Philosophers and politicians like to say that the rule of law is an element of democracy. The presumption behind this is that law is an unchanging set of principles which tends to resolve conflicts between different groups of people in an impartial manner. But it may happen in the course of time that lawmakers and the people sitting in government positions may not remain impartial, they may fall prey to their own personal and societal biases. Furthermore, a close look at various legal systems and constitutions of countries around the world indicates that law is ever-changing. Many long standing statute and laws are reversed and new statutes are formulated.

However, it would be wrong to describe rule of law and democracy interchangeably. The term rule of law includes equality before law, separation of powers,

As described above, in countries with democratic mechanisms the sovereignty of common people may be hampered and their rights and interests may be prejudiced. In this context a conflict arises between rule of law and democracy.
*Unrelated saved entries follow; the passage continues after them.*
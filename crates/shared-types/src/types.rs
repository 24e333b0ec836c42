use serde::{Deserialize, Deserializer, Serialize};
use std::fmt;

#[derive(Debug, Clone, Copy, PartialEq, Eq, Hash, Serialize, Deserialize)]
#[serde(rename_all = "lowercase")]
pub enum Severity {
    High,
    Medium,
    Low,
}

impl Severity {
    pub const ALL: [Severity; 3] = [Severity::High, Severity::Medium, Severity::Low];

    pub fn as_str(&self) -> &'static str {
        match self {
            Severity::High => "high",
            Severity::Medium => "medium",
            Severity::Low => "low",
        }
    }

    /// Parse a severity label, ignoring case and surrounding whitespace
    pub fn parse_label(label: &str) -> Option<Self> {
        match label.trim().to_ascii_lowercase().as_str() {
            "high" => Some(Severity::High),
            "medium" => Some(Severity::Medium),
            "low" => Some(Severity::Low),
            _ => None,
        }
    }
}

impl fmt::Display for Severity {
    fn fmt(&self, f: &mut fmt::Formatter<'_>) -> fmt::Result {
        f.write_str(self.as_str())
    }
}

/// One detected concern in a policy text.
///
/// `position` is a character offset into the extracted text. `None` means the
/// offset is unknown and the locator has to search for `matched_text`.
#[derive(Debug, Clone, PartialEq, Serialize, Deserialize)]
#[serde(rename_all = "camelCase")]
pub struct IssueRecord {
    pub id: String,
    pub severity: Severity,
    pub category: String,
    pub title: String,
    pub description: String,
    pub legal_suggestion: String,
    pub matched_text: String,
    pub context: String,
    #[serde(
        default,
        skip_serializing_if = "Option::is_none",
        deserialize_with = "deserialize_position"
    )]
    pub position: Option<usize>,
}

/// Accepts the `-1` sentinel used by older stored records as "unknown"
fn deserialize_position<'de, D>(deserializer: D) -> Result<Option<usize>, D::Error>
where
    D: Deserializer<'de>,
{
    let raw: Option<i64> = Option::deserialize(deserializer)?;
    Ok(raw.and_then(|value| usize::try_from(value).ok()))
}

/// Stable issue id derived from a title: lowercase, with every run of
/// characters outside `[a-z0-9]` collapsed to a single `_`.
pub fn issue_id_from_title(title: &str) -> String {
    let mut id = String::with_capacity(title.len());
    let mut in_separator = false;

    for ch in title.chars().flat_map(char::to_lowercase) {
        if ch.is_ascii_lowercase() || ch.is_ascii_digit() {
            id.push(ch);
            in_separator = false;
        } else if !in_separator {
            id.push('_');
            in_separator = true;
        }
    }

    id
}

/// Output of one detection run, issues in detection order
#[derive(Debug, Clone, PartialEq, Default, Serialize, Deserialize)]
#[serde(rename_all = "camelCase")]
pub struct AnalysisResult {
    pub issues: Vec<IssueRecord>,
    pub summary: String,
    pub recommendations: Vec<String>,
}

#[derive(Debug, Clone, Copy, PartialEq, Eq, Serialize, Deserialize)]
#[serde(rename_all = "lowercase")]
pub enum AnalysisStatus {
    Completed,
    Error,
}

/// Analysis record persisted per page visit
#[derive(Debug, Clone, PartialEq, Serialize, Deserialize)]
#[serde(rename_all = "camelCase")]
pub struct StoredAnalysis {
    #[serde(default)]
    pub issues: Vec<IssueRecord>,
    #[serde(default)]
    pub summary: String,
    #[serde(default)]
    pub recommendations: Vec<String>,
    pub status: AnalysisStatus,
    pub timestamp: i64,
    #[serde(default)]
    pub url: String,
    #[serde(default, skip_serializing_if = "Option::is_none")]
    pub error: Option<String>,
}

impl StoredAnalysis {
    pub fn completed(result: AnalysisResult, url: &str, timestamp: i64) -> Self {
        Self {
            issues: result.issues,
            summary: result.summary,
            recommendations: result.recommendations,
            status: AnalysisStatus::Completed,
            timestamp,
            url: url.to_string(),
            error: None,
        }
    }

    pub fn failed(message: &str, url: &str, timestamp: i64) -> Self {
        Self {
            issues: Vec::new(),
            summary: String::new(),
            recommendations: Vec::new(),
            status: AnalysisStatus::Error,
            timestamp,
            url: url.to_string(),
            error: Some(message.to_string()),
        }
    }

    pub fn is_completed(&self) -> bool {
        self.status == AnalysisStatus::Completed
    }

    /// The analysis payload, only for completed records
    pub fn to_result(&self) -> Option<AnalysisResult> {
        self.is_completed().then(|| AnalysisResult {
            issues: self.issues.clone(),
            summary: self.summary.clone(),
            recommendations: self.recommendations.clone(),
        })
    }
}
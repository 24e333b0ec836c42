//! Bounded retry policy for the model endpoint
//!
//! The policy is plain data plus a runner; the wait itself goes through
//! [`Backoff`] so the browser build can sleep on a JS timer and tests can skip
//! waiting entirely.

use crate::error::AnalysisError;
use async_trait::async_trait;
use serde::{Deserialize, Serialize};
use std::future::Future;
use std::time::Duration;

#[derive(Debug, Clone, PartialEq, Serialize, Deserialize)]
pub struct RetryPolicy {
    /// Total attempts including the first one
    pub max_attempts: u32,
    /// Delay after attempt `n` is `n * base_delay`
    pub base_delay: Duration,
}

impl Default for RetryPolicy {
    fn default() -> Self {
        Self {
            max_attempts: 2,
            base_delay: Duration::from_secs(2),
        }
    }
}

impl RetryPolicy {
    /// Delay before the attempt that follows `attempt` (1-based)
    pub fn delay_after(&self, attempt: u32) -> Duration {
        self.base_delay * attempt
    }

    /// Whether a failure on `attempt` should be followed by another attempt
    pub fn should_retry(&self, error: &AnalysisError, attempt: u32) -> bool {
        attempt < self.max_attempts && error.is_retryable()
    }

    /// Run `operation` until it succeeds, fails with a non-retryable error, or
    /// runs out of attempts. The last error is returned.
    pub async fn run<T, F, Fut>(
        &self,
        backoff: &dyn Backoff,
        mut operation: F,
    ) -> Result<T, AnalysisError>
    where
        F: FnMut(u32) -> Fut,
        Fut: Future<Output = Result<T, AnalysisError>>,
    {
        let mut attempt = 1;
        loop {
            match operation(attempt).await {
                Ok(value) => return Ok(value),
                Err(error) if self.should_retry(&error, attempt) => {
                    let delay = self.delay_after(attempt);
                    tracing::warn!(attempt, ?delay, %error, "model request failed, retrying");
                    backoff.wait(delay).await;
                    attempt += 1;
                }
                Err(error) => return Err(error),
            }
        }
    }
}

/// Suspends between attempts
#[async_trait(?Send)]
pub trait Backoff {
    async fn wait(&self, delay: Duration);
}

/// Sleeps on the tokio timer
#[cfg(not(target_arch = "wasm32"))]
#[derive(Debug, Clone, Copy, Default)]
pub struct TokioBackoff;

#[cfg(not(target_arch = "wasm32"))]
#[async_trait(?Send)]
impl Backoff for TokioBackoff {
    async fn wait(&self, delay: Duration) {
        tokio::time::sleep(delay).await;
    }
}

/// Records requested delays without waiting
#[derive(Debug, Default)]
pub struct NoBackoff {
    waited: std::cell::RefCell<Vec<Duration>>,
}

impl NoBackoff {
    pub fn new() -> Self {
        Self::default()
    }

    pub fn delays(&self) -> Vec<Duration> {
        self.waited.borrow().clone()
    }
}

#[async_trait(?Send)]
impl Backoff for NoBackoff {
    async fn wait(&self, delay: Duration) {
        self.waited.borrow_mut().push(delay);
    }
}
Democracy: Meaning and Possible Concerns

According to Merriam Webster Dictionary democracy is a kind of government in which the supreme power is vested in the people and exercised by them directly or indirectly through a system of rules.[2] In simple words democracy is how society selects people who will run the administration and hold power. Democracy is its etymological sense is opposite to autocracy. Autocracy is composed of two Greek words, Autos meaning self and Kratos meaning power. Thus autocracy means power to self or dictatorship. On the other hand, the word democracy is composed of Demos and Kratos. Demos mean the people and Kratos means power. So democracy means power to the people who in turn mean that the people decide what institutions and laws will govern them and their land.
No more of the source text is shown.